Genetic factors related to the immune system in subjects at risk of developing Alzheimer's disease

• Main Author: Michał Prendecki, Marta Kowalska, Urszula Łagan-Jędrzejczyk, Thomas Piekut, Aleksandra Krokos, Wojciech Kozubski, Jolanta Dorszewska
• Format: Article
• Language: English
• Published: IMR (Innovative Medical Research) Press Limited 2020-06-01
• Series: Journal of Integrative Neuroscience
• Subjects: |genetic variants|immune risk factors|alzheimer's disease|immunopathology
• Online Access: https://jin.imrpress.com/fileup/1757-448X/PDF/1593409410598-1700119123.pdf

Alzheimer's disease is the most common neurodegenerative disease and the cause of dementia. Although the pathomechanisms underlying Alzheimer's disease have not been fully elucidated, there is evidence that genetic and environmental factors contribute to its development. Immune system changes, both environmentally-induced and, as a result of predisposing genetics, are implicated in Alzheimer's disease etiopathogenesis. Genes associated with immune system dysfunction in Alzheimer's disease include CLU, BIN1, CR1, ABCA7, HLA-DRB1, TREM2, EPHA1, and CD2AP. In particular, BIN1 and CLU, aberrations in which are thought to promote neurodegeneration by dysregulating exocytosis and immune processes, together with the E4 variant of the APOE gene, are among the most common genetic risk factors for Alzheimer's disease. While the relationships between these genes in Alzheimer's disease have been examined, little information exists regarding their role as variables predisposing first or second-degree relatives of Alzheimer's disease patients to the illness.

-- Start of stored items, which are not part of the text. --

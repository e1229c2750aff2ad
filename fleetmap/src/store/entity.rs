//! Tracked entity types.

use std::borrow::Borrow;
use std::fmt;

use serde::de::{self, Deserializer};
use serde::{Deserialize, Serialize, Serializer};

use crate::geo::LatLon;

/// Stable identifier of a tracked entity.
///
/// The wire may carry ids as JSON strings or integers; both normalise to
/// the string form so `7` and `"7"` name the same vehicle.
#[derive(Debug, Clone, PartialEq, Eq, Hash, PartialOrd, Ord)]
pub struct EntityId(String);

impl EntityId {
    /// Create an id. Surrounding whitespace is trimmed.
    pub fn new(id: impl Into<String>) -> Self {
        let id = id.into();
        let trimmed = id.trim();
        if trimmed.len() == id.len() {
            Self(id)
        } else {
            Self(trimmed.to_string())
        }
    }

    pub fn as_str(&self) -> &str {
        &self.0
    }
}

impl fmt::Display for EntityId {
    fn fmt(&self, f: &mut fmt::Formatter<'_>) -> fmt::Result {
        f.write_str(&self.0)
    }
}

impl Borrow<str> for EntityId {
    fn borrow(&self) -> &str {
        &self.0
    }
}

impl From<&str> for EntityId {
    fn from(id: &str) -> Self {
        Self::new(id)
    }
}

impl From<String> for EntityId {
    fn from(id: String) -> Self {
        Self::new(id)
    }
}

impl Serialize for EntityId {
    fn serialize<S: Serializer>(&self, serializer: S) -> Result<S::Ok, S::Error> {
        serializer.serialize_str(&self.0)
    }
}

impl<'de> Deserialize<'de> for EntityId {
    fn deserialize<D: Deserializer<'de>>(deserializer: D) -> Result<Self, D::Error> {
        #[derive(Deserialize)]
        #[serde(untagged)]
        enum RawId {
            Text(String),
            Unsigned(u64),
            Signed(i64),
        }

        let id = match RawId::deserialize(deserializer)? {
            RawId::Text(text) => EntityId::new(text),
            RawId::Unsigned(n) => EntityId(n.to_string()),
            RawId::Signed(n) => EntityId(n.to_string()),
        };

        if id.0.is_empty() {
            return Err(de::Error::custom("entity id must not be empty"));
        }
        Ok(id)
    }
}

/// One position report as fetched from the position source.
#[derive(Debug, Clone, PartialEq)]
pub struct PositionRecord {
    pub id: EntityId,
    pub position: LatLon,
}

impl PositionRecord {
    pub fn new(id: impl Into<EntityId>, lat: f64, lon: f64) -> Self {
        Self {
            id: id.into(),
            position: LatLon::new(lat, lon),
        }
    }
}

/// A vehicle shown on the map.
///
/// `selected` is local UI state: it controls callout visibility and is
/// never sourced from the network.
#[derive(Debug, Clone, PartialEq)]
pub struct TrackedEntity {
    pub id: EntityId,
    pub position: LatLon,
    /// Display name from the bundled snapshot, if any.
    pub name: Option<String>,
    pub selected: bool,
}

impl TrackedEntity {
    /// Create an unselected entity.
    pub fn new(id: impl Into<EntityId>, position: LatLon) -> Self {
        Self {
            id: id.into(),
            position,
            name: None,
            selected: false,
        }
    }

    pub fn with_name(mut self, name: impl Into<String>) -> Self {
        self.name = Some(name.into());
        self
    }

    /// Text shown in the callout: the name, falling back to the id.
    pub fn label(&self) -> &str {
        self.name.as_deref().unwrap_or(self.id.as_str())
    }
}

The rationale of this review is to suggest that individuals with a family history of Alzheimer's disease who have the BIN1-T/T variant may be at significant risk of developing Alzheimer's disease. Also, the unfavorable BIN1-T variant is independent of APOE E4-associated risk. People at risk of developing Alzheimer's disease are more often carriers of the protective C-variant of the CLU gene, the presence of which might be associated with later-onset dementia observable within this high-risk group. It seems BIN1 and CLU together with, albeit independent of APOE E4, may be among the factors predisposing individuals with a family history of Alzheimer's disease to developing the illness.